You wandered into the woods and no one heard from you again. ”
“But Antonio-”
“Tabitha has her eyes on your trust fund,” he continued. “You know that, right?”
“I know she hates getting an allowance from my father,” Luma said, swallowing hard. “But this is about the modeling contract, isn’t it?” He shook his head and Luma had never seen him so serious. “She really wants me dead?”
“I’ve been her right hand for ten years,” Antonio said. “I know her better than anybody and I know when she’s serious about something. Luma, you have to disappear or she will kill you.”
“What about my dad?” she asked. “Let’s call him, or-”
Or the police, she thought.
“I can’t do that,” Antonio said, glancing at the car. “You don’t know what she’s capable of.”
“I think I have some idea,” Luma said, crossing her arms over her chest. She had no phone, no money, and no idea where she was. If she screamed at the top of her lungs right now, no one but the birds and other forest animals would hear her – and Antonio, who’d already made up his mind.
“No,” he said, shaking his head. “You really don’t. Trust me, Luma, for your own safety – and mine – you have to let Tabitha think you’re dead. If you come home, she’ll kill you and then she’ll kill me for not doing the job myself.”
Luma’s mouth dropped open as she attempted to process all of this, trying to formulate a response that never materialized.
“Just disappear, Luma,” he said. A tear ran down his cheek and he added, “I’m sorry.”
He turned and started walking back toward the road, and Luma called after him, “Antonio.” When he turned around, she asked, “Are you planning to walk home?”
“I’ll figure something out,” he said. “So will you.”
Shit. Antonio turned around and headed back up the dirt path to the highway, and Luma just stood in the forest for a minute, trying to wrap her mind around what just happened.

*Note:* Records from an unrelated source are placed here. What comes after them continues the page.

//! Pipeline controller: drains the bounded frame queue and drives the
//! handler chain.

use std::time::{Duration, Instant};
use tilewatch_common::frame::FrameRecord;
use tokio::sync::mpsc;
use tracing::{debug, info, warn};

use crate::handlers::{Flow, FrameHandler};
use crate::source::SourceItem;

/// Target frame interval at 60 fps.
pub const TARGET_FRAME_SECS: f64 = 1.0 / 60.0;

/// Queue occupancy below which consumption is slowed.
const RATE_FLOOR: usize = 60;

/// Long but finite dequeue timeout, so the loop stays responsive to
/// external termination instead of blocking forever.
const RECV_TIMEOUT: Duration = Duration::from_secs(60 * 60 * 24);

/// Drain the frame queue until the end-of-stream sentinel arrives or the
/// acquisition side goes away. Handlers run synchronously, in registration
/// order, against one shared record per frame.
pub async fn process_frames(
    mut rx: mpsc::Receiver<SourceItem>,
    mut chain: Vec<Box<dyn FrameHandler>>,
    ratelimit: bool,
) {
    let mut total: u64 = 0;
    loop {
        let item = match tokio::time::timeout(RECV_TIMEOUT, rx.recv()).await {
            Ok(Some(item)) => item,
            Ok(None) => {
                info!(total, "frame source disconnected");
                return;
            }
            Err(_) => continue, // idle; re-arm the dequeue
        };
        let frame = match item {
            SourceItem::Frame(f) => f,
            SourceItem::EndOfStream => {
                info!(total, "end of stream, processing complete");
                return;
            }
        };

        let started = Instant::now();
        let mut rec = FrameRecord::new(frame);
        for handler in chain.iter_mut() {
            match handler.handle(&mut rec) {
                Ok(Flow::Continue) => {}
                Ok(Flow::StopFrame) => break,
                Err(e) => {
                    // Per-handler fault isolation: the chain keeps going.
                    warn!(handler = handler.name(), error = %e, "handler failed");
                }
            }
        }
        total += 1;
        if total % 100 == 0 {
            debug!(total, queued = rx.len(), "frames processed");
        }

        let elapsed = started.elapsed().as_secs_f64();
        if elapsed > TARGET_FRAME_SECS {
            debug!(elapsed_ms = elapsed * 1000.0, "slow frame");
        }
        if ratelimit {
            // Approximate flow control: slow down as the queue drains,
            // speed up as it fills.
            let qlen = rx.len();
            if qlen < RATE_FLOOR {
                let pause = TARGET_FRAME_SECS - elapsed + (RATE_FLOOR - qlen) as f64 / 600.0;
                if pause > 0.0 {
                    tokio::time::sleep(Duration::from_secs_f64(pause)).await;
                }
            }
        }
    }
}

#[cfg(test)]
mod tests {
    use super::*;
    use crate::handlers::HandlerError;
    use std::sync::atomic::{AtomicU64, Ordering};
    use std::sync::Arc;
    use tilewatch_common::frame::Frame;

    struct Counting {
        hits: Arc<AtomicU64>,
        flow: Flow,
        fail: bool,
    }

    impl FrameHandler for Counting {
        fn handle(&mut self, _rec: &mut FrameRecord) -> Result<Flow, HandlerError> {
            self.hits.fetch_add(1, Ordering::SeqCst);
            if self.fail {
                return Err(HandlerError::Other("synthetic fault".into()));
            }
            Ok(self.flow)
        }

        fn name(&self) -> &str {
            "counting"
        }
    }

    fn counting(hits: &Arc<AtomicU64>, flow: Flow, fail: bool) -> Box<dyn FrameHandler> {
        Box::new(Counting {
            hits: Arc::clone(hits),
            flow,
            fail,
        })
    }

    fn frame(seq: u64) -> SourceItem {
        SourceItem::Frame(Frame::new(vec![0; 4], 2, 2, seq))
    }

    #[tokio::test]
    async fn sentinel_terminates_after_draining() {
        let (tx, rx) = mpsc::channel(8);
        let hits = Arc::new(AtomicU64::new(0));
        tx.send(frame(0)).await.unwrap();
        tx.send(frame(1)).await.unwrap();
        tx.send(SourceItem::EndOfStream).await.unwrap();
        process_frames(rx, vec![counting(&hits, Flow::Continue, false)], false).await;
        assert_eq!(hits.load(Ordering::SeqCst), 2);
    }

    #[tokio::test]
    async fn closed_channel_terminates() {
        let (tx, rx) = mpsc::channel(4);
        tx.send(frame(0)).await.unwrap();
        drop(tx);
        let hits = Arc::new(AtomicU64::new(0));
        process_frames(rx, vec![counting(&hits, Flow::Continue, false)], false).await;
        assert_eq!(hits.load(Ordering::SeqCst), 1);
    }

    #[tokio::test]
    async fn stop_frame_skips_remaining_handlers() {
        let (tx, rx) = mpsc::channel(4);
        tx.send(frame(0)).await.unwrap();
        tx.send(SourceItem::EndOfStream).await.unwrap();
        let first = Arc::new(AtomicU64::new(0));
        let second = Arc::new(AtomicU64::new(0));
        process_frames(
            rx,
            vec![
                counting(&first, Flow::StopFrame, false),
                counting(&second, Flow::Continue, false),
            ],
            false,
        )
        .await;
        assert_eq!(first.load(Ordering::SeqCst), 1);
        assert_eq!(second.load(Ordering::SeqCst), 0);
    }

    #[tokio::test]
    async fn handler_fault_does_not_abort_chain() {
        let (tx, rx) = mpsc::channel(4);
        tx.send(frame(0)).await.unwrap();
        tx.send(SourceItem::EndOfStream).await.unwrap();
        let faulty = Arc::new(AtomicU64::new(0));
        let after = Arc::new(AtomicU64::new(0));
        process_frames(
            rx,
            vec![
                counting(&faulty, Flow::Continue, true),
                counting(&after, Flow::Continue, false),
            ],
            false,
        )
        .await;
        assert_eq!(faulty.load(Ordering::SeqCst), 1);
        assert_eq!(after.load(Ordering::SeqCst), 1);
    }
}
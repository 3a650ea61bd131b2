//! OCR matching engine.
//!
//! Scans the quantized canonical screen against the sorted glyph catalog,
//! one cell-height band at a time. Matching is exact: a glyph hits when
//! every packed column of its signature equals the image at that offset.
//! Results are stabilized across frames by a temporal merge and memoized
//! against byte-identical quantized input.

use tilewatch_common::frame::{FrameRecord, MatchRun, Screen};
use tracing::debug;

use crate::atlas::{GlyphAtlas, GlyphEntry, UNKNOWN_TEXT};
use crate::quant::Quantizer;

use super::{Flow, FrameHandler, HandlerError};

/// Agreement count above which the merged result is preferred.
const MERGE_THRESHOLD: usize = 3;

/// Popcount divisor for the coarse unknown-cell heuristic.
const UNKNOWN_DIVISOR: u32 = 8;

/// One positioned glyph hit inside a band, before grouping into runs.
#[derive(Debug, Clone, PartialEq, Eq)]
pub struct SpriteMatch {
    /// Pixel row of the band top.
    pub row: u32,
    /// Column where the glyph starts.
    pub x: u32,
    /// Rendered spaces preceding this match.
    pub space: u32,
    pub text: String,
}

pub struct OcrEngine {
    atlas: GlyphAtlas,
    quantizer: Quantizer,
    /// Previous frame's quantized image (column-major), the memoization key.
    last_image: Option<Vec<u8>>,
    /// Previous frame's raw match list, the temporal-merge state.
    last_matches: Option<Vec<SpriteMatch>>,
    last_out: Vec<MatchRun>,
    /// Full scans performed, i.e. cache misses.
    scans: u64,
}

impl OcrEngine {
    pub fn new(atlas: GlyphAtlas, quantizer: Quantizer) -> Self {
        Self {
            atlas,
            quantizer,
            last_image: None,
            last_matches: None,
            last_out: Vec::new(),
            scans: 0,
        }
    }

    pub fn scans(&self) -> u64 {
        self.scans
    }

    /// Recognize text on the canonical screen.
    ///
    /// A screen whose quantized image is byte-identical to the previous
    /// frame's returns the cached result unchanged.
    pub fn identify(&mut self, screen: &Screen) -> Vec<MatchRun> {
        let image = self.quantize_column_major(screen);
        if self.last_image.as_deref() == Some(&image[..]) {
            return self.last_out.clone();
        }
        self.scans += 1;
        let raw = self.scan(&image, screen.width, screen.height);
        let chosen = match &self.last_matches {
            Some(prev) => {
                let overlap = agreement(prev, &raw);
                if overlap > MERGE_THRESHOLD {
                    debug!(overlap, "temporal merge engaged");
                    merge(prev, &raw)
                } else {
                    raw
                }
            }
            None => raw,
        };
        let out = group_runs(&chosen);
        self.last_image = Some(image);
        self.last_matches = Some(chosen);
        self.last_out = out.clone();
        out
    }

    /// Quantize the screen into column-major classes, matching the catalog's
    /// column packing order.
    fn quantize_column_major(&self, screen: &Screen) -> Vec<u8> {
        let mut image = Vec::with_capacity(screen.pixels.len());
        for x in 0..screen.width {
            for y in 0..screen.height {
                image.push(
                    self.quantizer
                        .classify(screen.pixels[(y * screen.width + x) as usize]),
                );
            }
        }
        image
    }

    fn scan(&self, image: &[u8], width: u32, height: u32) -> Vec<SpriteMatch> {
        let cell_h = self.atlas.cell_height;
        let cell_w = self.atlas.cell_width;
        let mut out = Vec::new();
        for band in 0..height / cell_h {
            let top = band * cell_h;
            let mut x = 0u32;
            let mut blanks = 0u32;
            while x < width {
                if packed_column(image, height, x, top, cell_h) == 0 {
                    blanks += 1;
                    x += 1;
                    continue;
                }
                if let Some(entry) = self.match_at(image, width, height, x, top) {
                    out.push(SpriteMatch {
                        row: top,
                        x,
                        space: blanks / cell_w,
                        text: entry.text.clone(),
                    });
                    x += entry.width;
                    blanks = 0;
                    continue;
                }
                // Catalog miss. A dense cell-aligned region still yields an
                // unknown-but-present marker so the output reflects that
                // something was drawn there; otherwise advance one column.
                if x % cell_w == 0 && x + cell_w <= width {
                    let pc = cell_popcount(image, height, x, top, cell_w, cell_h);
                    if pc / UNKNOWN_DIVISOR >= 1 {
                        out.push(SpriteMatch {
                            row: top,
                            x,
                            space: blanks / cell_w,
                            text: UNKNOWN_TEXT.to_string(),
                        });
                        blanks = 0;
                        x += cell_w;
                        continue;
                    }
                }
                x += 1;
            }
        }
        out
    }

    /// Longest catalog glyph whose full signature matches the image at
    /// column `x` of the band at `top`. Ties fall to catalog order, which is
    /// lexicographic signature order.
    fn match_at(&self, image: &[u8], width: u32, height: u32, x: u32, top: u32) -> Option<&GlyphEntry> {
        let cell_h = self.atlas.cell_height;
        let first = packed_column(image, height, x, top, cell_h);
        let mut best: Option<&GlyphEntry> = None;
        for entry in &self.atlas.entries[self.atlas.range_for(first)] {
            let cols = entry.signature.len() as u32;
            if x + cols > width {
                continue;
            }
            let matches = entry
                .signature
                .iter()
                .enumerate()
                .all(|(i, &sig)| packed_column(image, height, x + i as u32, top, cell_h) == sig);
            if matches && best.map_or(true, |b| cols > b.signature.len() as u32) {
                best = Some(entry);
            }
        }
        best
    }
}

/// Pack one image column segment the way the atlas packs signature columns.
#[inline]
fn packed_column(image: &[u8], height: u32, x: u32, top: u32, cell_h: u32) -> u32 {
    let base = (x * height + top) as usize;
    image[base..base + cell_h as usize]
        .iter()
        .fold(0u32, |acc, &c| (acc << 2) | c as u32)
}

/// Set bits across a cell's packed columns.
fn cell_popcount(image: &[u8], height: u32, x: u32, top: u32, cell_w: u32, cell_h: u32) -> u32 {
    (x..x + cell_w)
        .map(|col| packed_column(image, height, col, top, cell_h).count_ones())
        .sum()
}

/// Count of positions where both match lists agree exactly.
pub(crate) fn agreement(prev: &[SpriteMatch], cur: &[SpriteMatch]) -> usize {
    cur.iter()
        .filter(|m| {
            prev.iter()
                .any(|p| p.row == m.row && p.x == m.x && p.text == m.text)
        })
        .count()
}

/// Union of both frames' matches; the current frame wins where both matched
/// the same position, previous-frame matches fill positions the current
/// frame left blank.
pub(crate) fn merge(prev: &[SpriteMatch], cur: &[SpriteMatch]) -> Vec<SpriteMatch> {
    let mut merged: Vec<SpriteMatch> = cur.to_vec();
    for p in prev {
        if !cur.iter().any(|m| m.row == p.row && m.x == p.x) {
            merged.push(p.clone());
        }
    }
    merged.sort_by_key(|m| (m.row, m.x));
    merged
}

/// Group successive matches sharing a band into contiguous text runs,
/// spacing rendered proportional to the skipped blank columns.
pub(crate) fn group_runs(matches: &[SpriteMatch]) -> Vec<MatchRun> {
    let mut out: Vec<MatchRun> = Vec::new();
    for m in matches {
        match out.last_mut() {
            Some(run) if run.row == m.row => {
                for _ in 0..m.space {
                    run.text.push(' ');
                }
                run.text.push_str(&m.text);
                run.x_end = m.x;
            }
            _ => {
                let mut text = " ".repeat(m.space as usize);
                text.push_str(&m.text);
                out.push(MatchRun {
                    row: m.row,
                    x_start: m.x,
                    x_end: m.x,
                    text,
                });
            }
        }
    }
    out
}

pub struct OcrHandler {
    engine: OcrEngine,
}

impl OcrHandler {
    pub fn new(engine: OcrEngine) -> Self {
        Self { engine }
    }
}

impl FrameHandler for OcrHandler {
    fn handle(&mut self, rec: &mut FrameRecord) -> Result<Flow, HandlerError> {
        let screen = rec
            .screen
            .as_ref()
            .ok_or_else(|| HandlerError::Other("no canonical screen in record".into()))?;
        rec.text = self.engine.identify(screen);
        Ok(Flow::Continue)
    }

    fn name(&self) -> &str {
        "ocr"
    }
}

She tilted her head back, feeling a headache coming on. The forest was actually kind of beautiful, shafts of sunlight breaking through the evergreens and highlighting the pine needle-carpeted forest floor.
A bird chirped, unseen, in a tree somewhere close and Luma thought it sounded like a cuckoo. Her high school biology teacher had been obsessed with birdsong and Luma had a lot of them memorized even though she’d rarely heard them in real life. Cuckoos weren’t city birds.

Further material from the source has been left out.